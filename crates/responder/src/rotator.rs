use std::sync::Arc;

use {
    regina_store::{Joke, JokeStore},
    tracing::debug,
};

use crate::{Error, Result};

/// Least-used-first joke selection.
///
/// The read and the usage increment are two separate store calls. Two
/// selections racing each other can both pick the same joke before either
/// increment lands; that is accepted rather than serialised.
pub struct JokeRotator {
    store: Arc<dyn JokeStore>,
}

impl JokeRotator {
    pub fn new(store: Arc<dyn JokeStore>) -> Self {
        Self { store }
    }

    /// Pick a joke with the minimum usage count and bump its count by one.
    ///
    /// The joke is only returned once the increment has succeeded.
    pub async fn select_and_mark(&self) -> Result<Joke> {
        let joke = self.store.least_used_joke().await?.ok_or(Error::NoJokes)?;
        self.store.increment_usage(joke.id).await?;
        debug!(joke_id = joke.id, usage = joke.usage_count + 1, "joke selected");
        Ok(joke)
    }
}
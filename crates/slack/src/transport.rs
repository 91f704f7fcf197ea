use std::sync::{PoisonError, RwLock};

use {
    async_trait::async_trait,
    regina_channels::{ChannelRef, ChatTransport, Directory, PostOptions, UserRef},
    regina_config::SlackConfig,
    tracing::{info, warn},
};

use crate::{Result, api::SlackApi};

/// [`ChatTransport`] backed by the Slack Web API.
///
/// Directory lookups are served from the snapshot taken by
/// [`SlackTransport::load_directory`]; until then they find nothing.
pub struct SlackTransport {
    api: SlackApi,
    directory: RwLock<Directory>,
}

impl SlackTransport {
    pub fn new(config: &SlackConfig) -> Self {
        Self::with_api(SlackApi::new(config))
    }

    pub fn with_api(api: SlackApi) -> Self {
        Self {
            api,
            directory: RwLock::new(Directory::default()),
        }
    }

    pub fn api(&self) -> &SlackApi {
        &self.api
    }

    /// Fetch channels and users and replace the directory snapshot.
    pub async fn load_directory(&self) -> Result<()> {
        let (channels, users) =
            futures::try_join!(self.api.conversations_list(), self.api.users_list())?;
        info!(
            channels = channels.len(),
            users = users.len(),
            "slack directory loaded"
        );
        if channels.is_empty() {
            warn!("no public channels visible; greetings and the welcome post will be skipped");
        }
        *self
            .directory
            .write()
            .unwrap_or_else(PoisonError::into_inner) = Directory::new(channels, users);
        Ok(())
    }

    fn with_directory<T>(&self, f: impl FnOnce(&Directory) -> T) -> T {
        let dir = self.directory.read().unwrap_or_else(PoisonError::into_inner);
        f(&dir)
    }
}

#[async_trait]
impl ChatTransport for SlackTransport {
    fn channels(&self) -> Vec<ChannelRef> {
        self.with_directory(|d| d.channels().to_vec())
    }

    fn users(&self) -> Vec<UserRef> {
        self.with_directory(|d| d.users().to_vec())
    }

    fn first_channel(&self) -> Option<ChannelRef> {
        self.with_directory(|d| d.first_channel().cloned())
    }

    fn lookup_channel(&self, id: &str) -> Option<ChannelRef> {
        self.with_directory(|d| d.channel(id).cloned())
    }

    fn lookup_user(&self, id: &str) -> Option<UserRef> {
        self.with_directory(|d| d.user(id).cloned())
    }

    fn find_user_by_name(&self, name: &str) -> Option<UserRef> {
        self.with_directory(|d| d.user_by_name(name).cloned())
    }

    async fn post_text(
        &self,
        channel: &ChannelRef,
        text: &str,
        opts: PostOptions,
    ) -> regina_channels::Result<()> {
        self.api
            .chat_post_message(&channel.id, text, opts.as_user)
            .await
            .map_err(Into::into)
    }
}
//! Flowstate: table-driven state machines for storefront workflows
//!
//! Every asynchronous, user-visible workflow (loading a resource, paging a
//! list, submitting a form, paying for an order) is modeled as a machine
//! whose state is exactly one of a closed set. Events move the machine only
//! along the edges of an immutable transition table; anything else is
//! rejected and leaves the machine untouched. That rejection is what keeps
//! a double-tapped pay button from charging twice.
//!
//! # Core Concepts
//!
//! - **State / Event**: fieldless enums declared with [`state_enum!`] and
//!   [`event_enum!`]
//! - **Transition table**: `(state, event) -> target`, optionally guarded and
//!   with a side effect, shared by every machine of a workflow
//! - **Context**: a flat JSON record shallow-merged with event payloads
//! - **History**: the last 50 committed transitions, oldest first
//! - **Adapters**: owners of machines that wrap Stillwater effects in the
//!   events their workflow expects
//!
//! # Example
//!
//! ```rust
//! use flowstate::builder::{MachineBuilder, TableBuilder};
//! use flowstate::core::context_of;
//! use flowstate::{event_enum, state_enum};
//! use serde_json::json;
//! use std::sync::Arc;
//!
//! state_enum! {
//!     pub enum Cart { Empty, Filled, Ordered }
//!     final: [Ordered]
//! }
//!
//! event_enum! {
//!     pub enum CartEvent { Add, Clear, Order }
//! }
//!
//! let table = TableBuilder::new()
//!     .on(Cart::Empty, CartEvent::Add, Cart::Filled)
//!     .on(Cart::Filled, CartEvent::Add, Cart::Filled)
//!     .on(Cart::Filled, CartEvent::Clear, Cart::Empty)
//!     .on(Cart::Filled, CartEvent::Order, Cart::Ordered)
//!     .build()
//!     .unwrap();
//!
//! let mut cart = MachineBuilder::new()
//!     .initial(Cart::Empty)
//!     .table(Arc::new(table))
//!     .build()
//!     .unwrap();
//!
//! assert!(!cart.send(CartEvent::Order));
//! assert!(cart.send_with(CartEvent::Add, context_of(json!({ "items": 1 }))));
//! assert!(cart.send(CartEvent::Order));
//!
//! assert!(cart.is_final());
//! assert_eq!(cart.context()["items"], 1);
//! assert_eq!(cart.history().len(), 2);
//! ```

pub mod adapters;
pub mod builder;
pub mod core;
pub mod engine;
pub mod table;
pub mod validation;
pub mod workflows;

// Re-export commonly used types
pub use core::{Context, Event, Guard, HistoryEntry, SideEffect, State};
pub use engine::{Machine, MachineDefinition, MachineOptions, Rejection};
pub use table::{Transition, TransitionTable};
//! Build errors for machine, table and transition builders.

use thiserror::Error;

/// Errors that can occur when building machines, tables and transitions.
#[derive(Debug, Error, Clone, PartialEq, Eq)]
pub enum BuildError {
    #[error("Initial state not specified. Call .initial(state) before .build()")]
    MissingInitialState,

    #[error("Transition table not specified. Call .table(table) before .build()")]
    MissingTable,

    #[error("No transitions defined. Add at least one transition")]
    NoTransitions,

    #[error("Transition source state not specified. Call .from(state)")]
    MissingFromState,

    #[error("Transition event not specified. Call .on(event)")]
    MissingEvent,

    #[error("Transition target state not specified. Call .to(state)")]
    MissingToState,

    #[error("Transition for event '{event}' from state '{state}' is defined twice")]
    DuplicateTransition { state: String, event: String },
}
::::::::
Look through the entries, and return every line that the word "machines" appears in.

Response to this task –
//! Flowstate: table-driven state machines for storefront workflows
//! - **Adapters**: owners of machines that wrap Stillwater effects in the
/// Errors that can occur when building machines, tables and transitions.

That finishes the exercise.